[[ Task material, beginning ]]
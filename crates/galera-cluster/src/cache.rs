//! Read-only views of the cluster resource and its dependents.
//!
//! The controller never reads the API server for the objects it watches;
//! it reads reflector stores that a background watcher keeps up to date.
//! Those stores are eventually consistent, so every decision made from them
//! is re-checked on a later pass rather than trusted forever.
//!
//! Pods are the exception: the designated bootstrap replica is looked up
//! directly because the controller does not watch pods.

use std::time::Duration;

use async_trait::async_trait;
use k8s_openapi::api::apps::v1::StatefulSet;
use k8s_openapi::api::core::v1::{ConfigMap, Pod};
use kube::runtime::reflector::{ObjectRef, Store};
use kube::{Api, Client};
use tracing::{debug, info};

#[cfg(test)]
use mockall::automock;

use galera_common::crd::MariaDBCluster;
use galera_common::Error;

/// Cached lookups for the objects the controller watches.
#[cfg_attr(test, automock)]
pub trait ClusterCache: Send + Sync {
    /// Get a MariaDBCluster by namespace and name
    fn get_cluster(&self, namespace: &str, name: &str) -> Result<Option<MariaDBCluster>, Error>;

    /// Get a StatefulSet by namespace and name
    fn get_stateful_set(&self, namespace: &str, name: &str)
        -> Result<Option<StatefulSet>, Error>;

    /// Get a ConfigMap by namespace and name
    fn get_config_map(&self, namespace: &str, name: &str) -> Result<Option<ConfigMap>, Error>;
}

/// Live lookups for pods.
#[cfg_attr(test, automock)]
#[async_trait]
pub trait PodClient: Send + Sync {
    /// Get a Pod by namespace and name; `None` if it does not exist
    async fn get_pod(&self, namespace: &str, name: &str) -> Result<Option<Pod>, Error>;
}

/// [`ClusterCache`] backed by reflector stores.
#[derive(Clone)]
pub struct ReflectorCache {
    clusters: Store<MariaDBCluster>,
    stateful_sets: Store<StatefulSet>,
    config_maps: Store<ConfigMap>,
}

impl ReflectorCache {
    /// Wrap the three stores fed by the operator's watchers
    pub fn new(
        clusters: Store<MariaDBCluster>,
        stateful_sets: Store<StatefulSet>,
        config_maps: Store<ConfigMap>,
    ) -> Self {
        Self {
            clusters,
            stateful_sets,
            config_maps,
        }
    }

    /// Wait until every store has completed its initial list.
    ///
    /// Reconciling against a partially filled cache would make existing
    /// clusters look deleted, so callers treat a failure here as fatal.
    pub async fn wait_for_sync(&self, timeout: Duration) -> Result<(), Error> {
        debug!(timeout_secs = timeout.as_secs(), "waiting for caches to sync");
        let synced = async {
            self.clusters.wait_until_ready().await?;
            self.stateful_sets.wait_until_ready().await?;
            self.config_maps.wait_until_ready().await
        };
        match tokio::time::timeout(timeout, synced).await {
            Ok(Ok(())) => {
                info!(
                    clusters = self.clusters.state().len(),
                    stateful_sets = self.stateful_sets.state().len(),
                    "caches synced"
                );
                Ok(())
            }
            Ok(Err(e)) => Err(Error::internal_with_context(
                "cache",
                format!("watcher stopped before the cache synced: {e}"),
            )),
            Err(_) => Err(Error::internal_with_context(
                "cache",
                format!("caches not synced after {}s", timeout.as_secs()),
            )),
        }
    }
}

fn lookup<K>(store: &Store<K>, namespace: &str, name: &str) -> Option<K>
where
    K: kube::Resource<DynamicType = ()> + Clone + 'static,
{
    let key = ObjectRef::new(name).within(namespace);
    store.get(&key).map(|obj| (*obj).clone())
}

impl ClusterCache for ReflectorCache {
    fn get_cluster(&self, namespace: &str, name: &str) -> Result<Option<MariaDBCluster>, Error> {
        Ok(lookup(&self.clusters, namespace, name))
    }

    fn get_stateful_set(
        &self,
        namespace: &str,
        name: &str,
    ) -> Result<Option<StatefulSet>, Error> {
        Ok(lookup(&self.stateful_sets, namespace, name))
    }

    fn get_config_map(&self, namespace: &str, name: &str) -> Result<Option<ConfigMap>, Error> {
        Ok(lookup(&self.config_maps, namespace, name))
    }
}

/// [`PodClient`] that reads straight from the API server.
pub struct KubePodClient {
    client: Client,
}

impl KubePodClient {
    /// Create a new KubePodClient wrapping the given kube Client
    pub fn new(client: Client) -> Self {
        Self { client }
    }
}

#[async_trait]
impl PodClient for KubePodClient {
    async fn get_pod(&self, namespace: &str, name: &str) -> Result<Option<Pod>, Error> {
        let api: Api<Pod> = Api::namespaced(self.client.clone(), namespace);
        Ok(api.get_opt(name).await?)
    }
}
[[ Task material, end ]]
■ **Exercise**:
Transcribe every line above, character for character.

■ **Exercise result**:
filename crates/galera-cluster/src/cache.rs
//! Read-only views of the cluster resource and its dependents.
//!
//! The controller never reads the API server for the objects it watches;
//! it reads reflector stores that a background watcher keeps up to date.
//! Those stores are eventually consistent, so every decision made from them
//! is re-checked on a later pass rather than trusted forever.
//!
//! Pods are the exception: the designated bootstrap replica is looked up
//! directly because the controller does not watch pods.

use std::time::Duration;

use async_trait::async_trait;
use k8s_openapi::api::apps::v1::StatefulSet;
use k8s_openapi::api::core::v1::{ConfigMap, Pod};
use kube::runtime::reflector::{ObjectRef, Store};
use kube::{Api, Client};
use tracing::{debug, info};

#[cfg(test)]
use mockall::automock;

use galera_common::crd::MariaDBCluster;
use galera_common::Error;

/// Cached lookups for the objects the controller watches.
#[cfg_attr(test, automock)]
pub trait ClusterCache: Send + Sync {
    /// Get a MariaDBCluster by namespace and name
    fn get_cluster(&self, namespace: &str, name: &str) -> Result<Option<MariaDBCluster>, Error>;

    /// Get a StatefulSet by namespace and name
    fn get_stateful_set(&self, namespace: &str, name: &str)
        -> Result<Option<StatefulSet>, Error>;

    /// Get a ConfigMap by namespace and name
    fn get_config_map(&self, namespace: &str, name: &str) -> Result<Option<ConfigMap>, Error>;
}

/// Live lookups for pods.
#[cfg_attr(test, automock)]
#[async_trait]
pub trait PodClient: Send + Sync {
    /// Get a Pod by namespace and name; `None` if it does not exist
    async fn get_pod(&self, namespace: &str, name: &str) -> Result<Option<Pod>, Error>;
}

/// [`ClusterCache`] backed by reflector stores.
#[derive(Clone)]
pub struct ReflectorCache {
    clusters: Store<MariaDBCluster>,
    stateful_sets: Store<StatefulSet>,
    config_maps: Store<ConfigMap>,
}

impl ReflectorCache {
    /// Wrap the three stores fed by the operator's watchers
    pub fn new(
        clusters: Store<MariaDBCluster>,
        stateful_sets: Store<StatefulSet>,
        config_maps: Store<ConfigMap>,
    ) -> Self {
        Self {
            clusters,
            stateful_sets,
            config_maps,
        }
    }

    /// Wait until every store has completed its initial list.
    ///
    /// Reconciling against a partially filled cache would make existing
    /// clusters look deleted, so callers treat a failure here as fatal.
    pub async fn wait_for_sync(&self, timeout: Duration) -> Result<(), Error> {
        debug!(timeout_secs = timeout.as_secs(), "waiting for caches to sync");
        let synced = async {
            self.clusters.wait_until_ready().await?;
            self.stateful_sets.wait_until_ready().await?;
            self.config_maps.wait_until_ready().await
        };
        match tokio::time::timeout(timeout, synced).await {
            Ok(Ok(())) => {
                info!(
                    clusters = self.clusters.state().len(),
                    stateful_sets = self.stateful_sets.state().len(),
                    "caches synced"
                );
                Ok(())
            }
            Ok(Err(e)) => Err(Error::internal_with_context(
                "cache",
                format!("watcher stopped before the cache synced: {e}"),
            )),
            Err(_) => Err(Error::internal_with_context(
                "cache",
                format!("caches not synced after {}s", timeout.as_secs()),
            )),
        }
    }
}

fn lookup<K>(store: &Store<K>, namespace: &str, name: &str) -> Option<K>
where
    K: kube::Resource<DynamicType = ()> + Clone + 'static,
{
    let key = ObjectRef::new(name).within(namespace);
    store.get(&key).map(|obj| (*obj).clone())
}

impl ClusterCache for ReflectorCache {
    fn get_cluster(&self, namespace: &str, name: &str) -> Result<Option<MariaDBCluster>, Error> {
        Ok(lookup(&self.clusters, namespace, name))
    }

    fn get_stateful_set(
        &self,
        namespace: &str,
        name: &str,
    ) -> Result<Option<StatefulSet>, Error> {
        Ok(lookup(&self.stateful_sets, namespace, name))
    }

    fn get_config_map(&self, namespace: &str, name: &str) -> Result<Option<ConfigMap>, Error> {
        Ok(lookup(&self.config_maps, namespace, name))
    }
}

/// [`PodClient`] that reads straight from the API server.
pub struct KubePodClient {
    client: Client,
}

impl KubePodClient {
    /// Create a new KubePodClient wrapping the given kube Client
    pub fn new(client: Client) -> Self {
        Self { client }
    }
}

#[async_trait]
impl PodClient for KubePodClient {
    async fn get_pod(&self, namespace: &str, name: &str) -> Result<Option<Pod>, Error> {
        let api: Api<Pod> = Api::namespaced(self.client.clone(), namespace);
        Ok(api.get_opt(name).await?)
    }
}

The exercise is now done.